Stored data

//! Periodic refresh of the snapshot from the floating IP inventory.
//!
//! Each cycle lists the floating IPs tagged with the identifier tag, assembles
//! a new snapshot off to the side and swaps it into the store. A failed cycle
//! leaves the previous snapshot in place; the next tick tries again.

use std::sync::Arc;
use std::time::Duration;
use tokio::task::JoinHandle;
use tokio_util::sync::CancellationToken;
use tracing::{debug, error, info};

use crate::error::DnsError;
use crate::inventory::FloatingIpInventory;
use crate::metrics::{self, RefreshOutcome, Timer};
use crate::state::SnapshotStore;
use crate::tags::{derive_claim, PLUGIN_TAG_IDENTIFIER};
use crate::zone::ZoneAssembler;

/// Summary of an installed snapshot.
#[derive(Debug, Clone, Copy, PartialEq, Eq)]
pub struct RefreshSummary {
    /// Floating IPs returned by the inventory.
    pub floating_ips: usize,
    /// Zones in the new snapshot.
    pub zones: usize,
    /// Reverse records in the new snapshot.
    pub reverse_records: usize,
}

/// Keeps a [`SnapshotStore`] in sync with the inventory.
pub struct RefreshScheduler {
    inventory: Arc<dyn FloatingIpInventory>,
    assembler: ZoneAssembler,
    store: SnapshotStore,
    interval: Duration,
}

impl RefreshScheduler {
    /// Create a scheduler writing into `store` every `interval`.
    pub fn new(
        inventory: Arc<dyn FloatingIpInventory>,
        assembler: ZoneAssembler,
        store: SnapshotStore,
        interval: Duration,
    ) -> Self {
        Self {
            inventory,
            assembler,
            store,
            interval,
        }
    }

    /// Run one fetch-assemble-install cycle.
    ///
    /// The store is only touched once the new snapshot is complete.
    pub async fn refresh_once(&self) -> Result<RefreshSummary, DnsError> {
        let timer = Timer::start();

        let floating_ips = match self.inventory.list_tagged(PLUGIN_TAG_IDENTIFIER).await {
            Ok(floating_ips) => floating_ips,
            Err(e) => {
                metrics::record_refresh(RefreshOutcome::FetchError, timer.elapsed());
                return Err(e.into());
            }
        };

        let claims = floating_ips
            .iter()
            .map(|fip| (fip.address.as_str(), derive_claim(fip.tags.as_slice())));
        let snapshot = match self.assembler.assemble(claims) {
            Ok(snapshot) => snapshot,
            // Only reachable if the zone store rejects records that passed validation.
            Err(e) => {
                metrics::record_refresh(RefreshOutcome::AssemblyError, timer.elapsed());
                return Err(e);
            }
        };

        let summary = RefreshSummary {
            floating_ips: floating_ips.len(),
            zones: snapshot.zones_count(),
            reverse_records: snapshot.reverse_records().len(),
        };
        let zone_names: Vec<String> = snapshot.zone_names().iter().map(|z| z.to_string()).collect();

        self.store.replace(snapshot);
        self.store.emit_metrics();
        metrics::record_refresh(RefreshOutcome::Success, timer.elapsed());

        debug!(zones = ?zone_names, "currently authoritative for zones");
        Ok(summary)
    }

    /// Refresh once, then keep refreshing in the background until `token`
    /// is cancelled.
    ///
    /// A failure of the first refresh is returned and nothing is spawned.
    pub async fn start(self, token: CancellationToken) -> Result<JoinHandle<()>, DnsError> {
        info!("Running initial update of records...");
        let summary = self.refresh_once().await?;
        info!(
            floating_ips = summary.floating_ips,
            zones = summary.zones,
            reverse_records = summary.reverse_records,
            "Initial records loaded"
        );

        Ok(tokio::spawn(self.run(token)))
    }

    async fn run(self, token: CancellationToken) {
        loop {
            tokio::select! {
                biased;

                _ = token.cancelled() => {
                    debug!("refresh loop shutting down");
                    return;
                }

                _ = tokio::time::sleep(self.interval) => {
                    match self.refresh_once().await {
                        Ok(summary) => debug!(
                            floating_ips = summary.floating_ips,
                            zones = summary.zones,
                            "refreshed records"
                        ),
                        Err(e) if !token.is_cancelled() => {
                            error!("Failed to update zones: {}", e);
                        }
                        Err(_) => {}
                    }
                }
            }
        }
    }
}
---
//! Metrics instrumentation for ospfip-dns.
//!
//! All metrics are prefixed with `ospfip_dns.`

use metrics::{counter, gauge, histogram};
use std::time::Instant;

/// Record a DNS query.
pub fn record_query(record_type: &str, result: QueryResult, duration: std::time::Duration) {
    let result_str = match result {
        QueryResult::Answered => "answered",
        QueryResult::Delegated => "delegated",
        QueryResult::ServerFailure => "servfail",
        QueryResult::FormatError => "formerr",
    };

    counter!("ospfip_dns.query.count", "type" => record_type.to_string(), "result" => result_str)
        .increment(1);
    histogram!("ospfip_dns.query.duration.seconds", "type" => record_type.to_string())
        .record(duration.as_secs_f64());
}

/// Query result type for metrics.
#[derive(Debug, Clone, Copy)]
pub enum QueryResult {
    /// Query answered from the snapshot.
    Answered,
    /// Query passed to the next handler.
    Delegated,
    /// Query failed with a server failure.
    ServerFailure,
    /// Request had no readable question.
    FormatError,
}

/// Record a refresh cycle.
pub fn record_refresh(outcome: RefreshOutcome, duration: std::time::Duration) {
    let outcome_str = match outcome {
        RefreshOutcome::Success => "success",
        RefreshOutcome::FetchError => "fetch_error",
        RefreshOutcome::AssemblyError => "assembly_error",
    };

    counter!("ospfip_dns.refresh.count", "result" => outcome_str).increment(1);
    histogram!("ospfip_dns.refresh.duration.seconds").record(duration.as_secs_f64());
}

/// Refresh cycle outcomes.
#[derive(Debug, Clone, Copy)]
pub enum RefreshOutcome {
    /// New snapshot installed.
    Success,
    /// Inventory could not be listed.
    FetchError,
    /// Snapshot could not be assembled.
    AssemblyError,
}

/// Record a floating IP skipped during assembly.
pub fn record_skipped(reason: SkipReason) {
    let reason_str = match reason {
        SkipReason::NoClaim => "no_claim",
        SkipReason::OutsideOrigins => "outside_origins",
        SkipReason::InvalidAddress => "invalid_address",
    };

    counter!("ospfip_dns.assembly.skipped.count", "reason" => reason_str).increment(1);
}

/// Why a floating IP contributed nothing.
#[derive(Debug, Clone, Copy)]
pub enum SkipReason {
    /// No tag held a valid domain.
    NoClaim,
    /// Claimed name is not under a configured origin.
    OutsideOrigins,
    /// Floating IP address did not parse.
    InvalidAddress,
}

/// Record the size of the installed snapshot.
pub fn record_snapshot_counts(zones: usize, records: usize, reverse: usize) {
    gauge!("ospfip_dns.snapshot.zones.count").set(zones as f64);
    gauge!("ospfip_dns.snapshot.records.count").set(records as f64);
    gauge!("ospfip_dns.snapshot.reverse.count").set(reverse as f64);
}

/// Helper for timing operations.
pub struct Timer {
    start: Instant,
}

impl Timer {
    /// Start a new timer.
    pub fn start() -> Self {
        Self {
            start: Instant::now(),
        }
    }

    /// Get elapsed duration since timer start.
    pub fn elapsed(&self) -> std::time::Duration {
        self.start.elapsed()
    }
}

§ **Exercise brief**: Return each line of the data above that includes the word "usize".

§ **Answer below**:
    pub floating_ips: usize,
    pub zones: usize,
    pub reverse_records: usize,
pub fn record_snapshot_counts(zones: usize, records: usize, reverse: usize) {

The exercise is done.